## TASK STATEMENT
Return the listing below word for word.

## INPUT
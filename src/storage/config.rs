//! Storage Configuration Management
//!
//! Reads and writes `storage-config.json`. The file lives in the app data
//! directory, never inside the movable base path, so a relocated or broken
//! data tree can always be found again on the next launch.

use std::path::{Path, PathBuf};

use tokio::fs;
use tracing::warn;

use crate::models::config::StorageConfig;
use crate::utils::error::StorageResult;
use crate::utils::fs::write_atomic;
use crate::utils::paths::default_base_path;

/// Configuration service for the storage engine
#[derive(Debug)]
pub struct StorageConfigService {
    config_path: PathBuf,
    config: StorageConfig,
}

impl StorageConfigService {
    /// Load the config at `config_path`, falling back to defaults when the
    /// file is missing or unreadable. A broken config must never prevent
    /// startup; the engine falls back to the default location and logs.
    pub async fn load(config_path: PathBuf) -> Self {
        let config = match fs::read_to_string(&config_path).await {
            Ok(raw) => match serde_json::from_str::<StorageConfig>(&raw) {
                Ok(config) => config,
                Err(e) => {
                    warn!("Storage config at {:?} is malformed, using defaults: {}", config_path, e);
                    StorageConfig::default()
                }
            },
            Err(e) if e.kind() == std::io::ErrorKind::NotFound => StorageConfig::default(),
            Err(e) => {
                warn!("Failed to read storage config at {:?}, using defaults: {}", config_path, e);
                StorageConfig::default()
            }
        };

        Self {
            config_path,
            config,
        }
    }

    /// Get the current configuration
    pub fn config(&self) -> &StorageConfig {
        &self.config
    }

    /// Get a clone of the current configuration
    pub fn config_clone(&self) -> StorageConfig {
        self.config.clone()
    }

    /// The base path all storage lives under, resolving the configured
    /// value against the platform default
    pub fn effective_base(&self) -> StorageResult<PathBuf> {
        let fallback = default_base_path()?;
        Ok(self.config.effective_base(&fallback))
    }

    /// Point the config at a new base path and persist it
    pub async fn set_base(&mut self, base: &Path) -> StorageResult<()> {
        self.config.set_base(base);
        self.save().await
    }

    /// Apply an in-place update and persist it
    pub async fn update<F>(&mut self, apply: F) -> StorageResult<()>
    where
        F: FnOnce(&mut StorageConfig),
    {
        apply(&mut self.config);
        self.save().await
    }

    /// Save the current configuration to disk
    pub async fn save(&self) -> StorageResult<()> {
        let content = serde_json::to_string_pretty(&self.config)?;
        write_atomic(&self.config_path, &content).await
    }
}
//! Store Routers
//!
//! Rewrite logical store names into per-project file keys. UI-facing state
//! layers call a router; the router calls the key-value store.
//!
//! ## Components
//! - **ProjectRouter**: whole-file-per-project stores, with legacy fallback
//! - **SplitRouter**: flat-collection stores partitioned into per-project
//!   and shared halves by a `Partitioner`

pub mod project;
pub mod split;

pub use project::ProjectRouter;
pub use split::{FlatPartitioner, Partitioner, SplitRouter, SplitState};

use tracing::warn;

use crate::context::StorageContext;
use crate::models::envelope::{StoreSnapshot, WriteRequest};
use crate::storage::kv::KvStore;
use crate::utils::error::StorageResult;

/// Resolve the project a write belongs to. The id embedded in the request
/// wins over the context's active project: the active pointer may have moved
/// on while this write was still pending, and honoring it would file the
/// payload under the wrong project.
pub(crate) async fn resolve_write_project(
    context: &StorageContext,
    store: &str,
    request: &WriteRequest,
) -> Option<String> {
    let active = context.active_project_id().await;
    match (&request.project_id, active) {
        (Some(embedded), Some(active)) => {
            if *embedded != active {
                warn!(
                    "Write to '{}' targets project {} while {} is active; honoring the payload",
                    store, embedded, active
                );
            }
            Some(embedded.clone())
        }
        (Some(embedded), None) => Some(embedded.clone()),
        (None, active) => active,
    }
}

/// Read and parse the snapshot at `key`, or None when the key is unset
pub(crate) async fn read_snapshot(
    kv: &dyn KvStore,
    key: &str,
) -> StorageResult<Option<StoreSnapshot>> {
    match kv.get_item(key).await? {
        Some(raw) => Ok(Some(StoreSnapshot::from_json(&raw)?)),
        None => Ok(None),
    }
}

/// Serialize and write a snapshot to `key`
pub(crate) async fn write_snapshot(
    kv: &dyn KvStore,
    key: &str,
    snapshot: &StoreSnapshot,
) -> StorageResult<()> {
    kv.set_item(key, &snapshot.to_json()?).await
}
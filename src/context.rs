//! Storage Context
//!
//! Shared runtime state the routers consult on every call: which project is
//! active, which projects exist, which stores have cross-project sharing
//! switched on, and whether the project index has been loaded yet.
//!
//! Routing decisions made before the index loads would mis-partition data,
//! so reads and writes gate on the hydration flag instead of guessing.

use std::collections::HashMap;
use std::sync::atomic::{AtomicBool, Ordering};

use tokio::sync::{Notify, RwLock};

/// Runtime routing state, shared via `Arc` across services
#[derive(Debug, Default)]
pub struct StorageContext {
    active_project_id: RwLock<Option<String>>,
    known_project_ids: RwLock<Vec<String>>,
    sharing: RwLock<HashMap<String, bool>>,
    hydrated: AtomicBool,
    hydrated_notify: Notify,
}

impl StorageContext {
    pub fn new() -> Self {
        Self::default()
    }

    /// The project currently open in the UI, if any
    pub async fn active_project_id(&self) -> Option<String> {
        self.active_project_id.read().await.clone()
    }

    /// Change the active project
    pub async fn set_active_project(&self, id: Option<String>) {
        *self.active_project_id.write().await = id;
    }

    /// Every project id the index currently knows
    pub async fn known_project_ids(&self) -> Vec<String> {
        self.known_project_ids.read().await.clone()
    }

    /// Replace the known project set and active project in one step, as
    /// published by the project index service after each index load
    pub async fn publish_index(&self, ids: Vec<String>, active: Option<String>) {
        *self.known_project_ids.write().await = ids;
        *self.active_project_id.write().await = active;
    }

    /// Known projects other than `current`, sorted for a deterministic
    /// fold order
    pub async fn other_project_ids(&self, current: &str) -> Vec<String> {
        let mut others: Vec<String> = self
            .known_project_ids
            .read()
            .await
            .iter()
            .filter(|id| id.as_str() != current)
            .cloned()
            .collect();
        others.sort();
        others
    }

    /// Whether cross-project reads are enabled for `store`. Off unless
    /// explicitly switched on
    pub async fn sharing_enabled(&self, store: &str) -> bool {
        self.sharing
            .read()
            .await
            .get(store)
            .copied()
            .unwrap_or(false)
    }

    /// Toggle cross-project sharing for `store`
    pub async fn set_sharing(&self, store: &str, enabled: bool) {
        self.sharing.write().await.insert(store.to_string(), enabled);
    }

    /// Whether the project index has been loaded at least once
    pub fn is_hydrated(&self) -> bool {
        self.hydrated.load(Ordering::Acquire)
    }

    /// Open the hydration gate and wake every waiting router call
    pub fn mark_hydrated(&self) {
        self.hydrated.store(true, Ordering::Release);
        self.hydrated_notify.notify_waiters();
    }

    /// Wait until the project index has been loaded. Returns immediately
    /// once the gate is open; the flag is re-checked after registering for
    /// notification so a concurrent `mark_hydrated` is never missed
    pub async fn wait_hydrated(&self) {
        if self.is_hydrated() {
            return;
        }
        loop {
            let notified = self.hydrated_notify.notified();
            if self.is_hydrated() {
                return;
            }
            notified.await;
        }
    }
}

## TASK ANSWER
filename src/storage/config.rs
//! Storage Configuration Management
//!
//! Reads and writes `storage-config.json`. The file lives in the app data
//! directory, never inside the movable base path, so a relocated or broken
//! data tree can always be found again on the next launch.

use std::path::{Path, PathBuf};

use tokio::fs;
use tracing::warn;

use crate::models::config::StorageConfig;
use crate::utils::error::StorageResult;
use crate::utils::fs::write_atomic;
use crate::utils::paths::default_base_path;

/// Configuration service for the storage engine
#[derive(Debug)]
pub struct StorageConfigService {
    config_path: PathBuf,
    config: StorageConfig,
}

impl StorageConfigService {
    /// Load the config at `config_path`, falling back to defaults when the
    /// file is missing or unreadable. A broken config must never prevent
    /// startup; the engine falls back to the default location and logs.
    pub async fn load(config_path: PathBuf) -> Self {
        let config = match fs::read_to_string(&config_path).await {
            Ok(raw) => match serde_json::from_str::<StorageConfig>(&raw) {
                Ok(config) => config,
                Err(e) => {
                    warn!("Storage config at {:?} is malformed, using defaults: {}", config_path, e);
                    StorageConfig::default()
                }
            },
            Err(e) if e.kind() == std::io::ErrorKind::NotFound => StorageConfig::default(),
            Err(e) => {
                warn!("Failed to read storage config at {:?}, using defaults: {}", config_path, e);
                StorageConfig::default()
            }
        };

        Self {
            config_path,
            config,
        }
    }

    /// Get the current configuration
    pub fn config(&self) -> &StorageConfig {
        &self.config
    }

    /// Get a clone of the current configuration
    pub fn config_clone(&self) -> StorageConfig {
        self.config.clone()
    }

    /// The base path all storage lives under, resolving the configured
    /// value against the platform default
    pub fn effective_base(&self) -> StorageResult<PathBuf> {
        let fallback = default_base_path()?;
        Ok(self.config.effective_base(&fallback))
    }

    /// Point the config at a new base path and persist it
    pub async fn set_base(&mut self, base: &Path) -> StorageResult<()> {
        self.config.set_base(base);
        self.save().await
    }

    /// Apply an in-place update and persist it
    pub async fn update<F>(&mut self, apply: F) -> StorageResult<()>
    where
        F: FnOnce(&mut StorageConfig),
    {
        apply(&mut self.config);
        self.save().await
    }

    /// Save the current configuration to disk
    pub async fn save(&self) -> StorageResult<()> {
        let content = serde_json::to_string_pretty(&self.config)?;
        write_atomic(&self.config_path, &content).await
    }
}
//! Store Routers
//!
//! Rewrite logical store names into per-project file keys. UI-facing state
//! layers call a router; the router calls the key-value store.
//!
//! ## Components
//! - **ProjectRouter**: whole-file-per-project stores, with legacy fallback
//! - **SplitRouter**: flat-collection stores partitioned into per-project
//!   and shared halves by a `Partitioner`

pub mod project;
pub mod split;

pub use project::ProjectRouter;
pub use split::{FlatPartitioner, Partitioner, SplitRouter, SplitState};

use tracing::warn;

use crate::context::StorageContext;
use crate::models::envelope::{StoreSnapshot, WriteRequest};
use crate::storage::kv::KvStore;
use crate::utils::error::StorageResult;

/// Resolve the project a write belongs to. The id embedded in the request
/// wins over the context's active project: the active pointer may have moved
/// on while this write was still pending, and honoring it would file the
/// payload under the wrong project.
pub(crate) async fn resolve_write_project(
    context: &StorageContext,
    store: &str,
    request: &WriteRequest,
) -> Option<String> {
    let active = context.active_project_id().await;
    match (&request.project_id, active) {
        (Some(embedded), Some(active)) => {
            if *embedded != active {
                warn!(
                    "Write to '{}' targets project {} while {} is active; honoring the payload",
                    store, embedded, active
                );
            }
            Some(embedded.clone())
        }
        (Some(embedded), None) => Some(embedded.clone()),
        (None, active) => active,
    }
}

/// Read and parse the snapshot at `key`, or None when the key is unset
pub(crate) async fn read_snapshot(
    kv: &dyn KvStore,
    key: &str,
) -> StorageResult<Option<StoreSnapshot>> {
    match kv.get_item(key).await? {
        Some(raw) => Ok(Some(StoreSnapshot::from_json(&raw)?)),
        None => Ok(None),
    }
}

/// Serialize and write a snapshot to `key`
pub(crate) async fn write_snapshot(
    kv: &dyn KvStore,
    key: &str,
    snapshot: &StoreSnapshot,
) -> StorageResult<()> {
    kv.set_item(key, &snapshot.to_json()?).await
}
filename src/context.rs
//! Storage Context
//!
//! Shared runtime state the routers consult on every call: which project is
//! active, which projects exist, which stores have cross-project sharing
//! switched on, and whether the project index has been loaded yet.
//!
//! Routing decisions made before the index loads would mis-partition data,
//! so reads and writes gate on the hydration flag instead of guessing.

use std::collections::HashMap;
use std::sync::atomic::{AtomicBool, Ordering};

use tokio::sync::{Notify, RwLock};

/// Runtime routing state, shared via `Arc` across services
#[derive(Debug, Default)]
pub struct StorageContext {
    active_project_id: RwLock<Option<String>>,
    known_project_ids: RwLock<Vec<String>>,
    sharing: RwLock<HashMap<String, bool>>,
    hydrated: AtomicBool,
    hydrated_notify: Notify,
}

impl StorageContext {
    pub fn new() -> Self {
        Self::default()
    }

    /// The project currently open in the UI, if any
    pub async fn active_project_id(&self) -> Option<String> {
        self.active_project_id.read().await.clone()
    }

    /// Change the active project
    pub async fn set_active_project(&self, id: Option<String>) {
        *self.active_project_id.write().await = id;
    }

    /// Every project id the index currently knows
    pub async fn known_project_ids(&self) -> Vec<String> {
        self.known_project_ids.read().await.clone()
    }

    /// Replace the known project set and active project in one step, as
    /// published by the project index service after each index load
    pub async fn publish_index(&self, ids: Vec<String>, active: Option<String>) {
        *self.known_project_ids.write().await = ids;
        *self.active_project_id.write().await = active;
    }

    /// Known projects other than `current`, sorted for a deterministic
    /// fold order
    pub async fn other_project_ids(&self, current: &str) -> Vec<String> {
        let mut others: Vec<String> = self
            .known_project_ids
            .read()
            .await
            .iter()
            .filter(|id| id.as_str() != current)
            .cloned()
            .collect();
        others.sort();
        others
    }

    /// Whether cross-project reads are enabled for `store`. Off unless
    /// explicitly switched on
    pub async fn sharing_enabled(&self, store: &str) -> bool {
        self.sharing
            .read()
            .await
            .get(store)
            .copied()
            .unwrap_or(false)
    }

    /// Toggle cross-project sharing for `store`
    pub async fn set_sharing(&self, store: &str, enabled: bool) {
        self.sharing.write().await.insert(store.to_string(), enabled);
    }

    /// Whether the project index has been loaded at least once
    pub fn is_hydrated(&self) -> bool {
        self.hydrated.load(Ordering::Acquire)
    }

    /// Open the hydration gate and wake every waiting router call
    pub fn mark_hydrated(&self) {
        self.hydrated.store(true, Ordering::Release);
        self.hydrated_notify.notify_waiters();
    }

    /// Wait until the project index has been loaded. Returns immediately
    /// once the gate is open; the flag is re-checked after registering for
    /// notification so a concurrent `mark_hydrated` is never missed
    pub async fn wait_hydrated(&self) {
        if self.is_hydrated() {
            return;
        }
        loop {
            let notified = self.hydrated_notify.notified();
            if self.is_hydrated() {
                return;
            }
            notified.await;
        }
    }
}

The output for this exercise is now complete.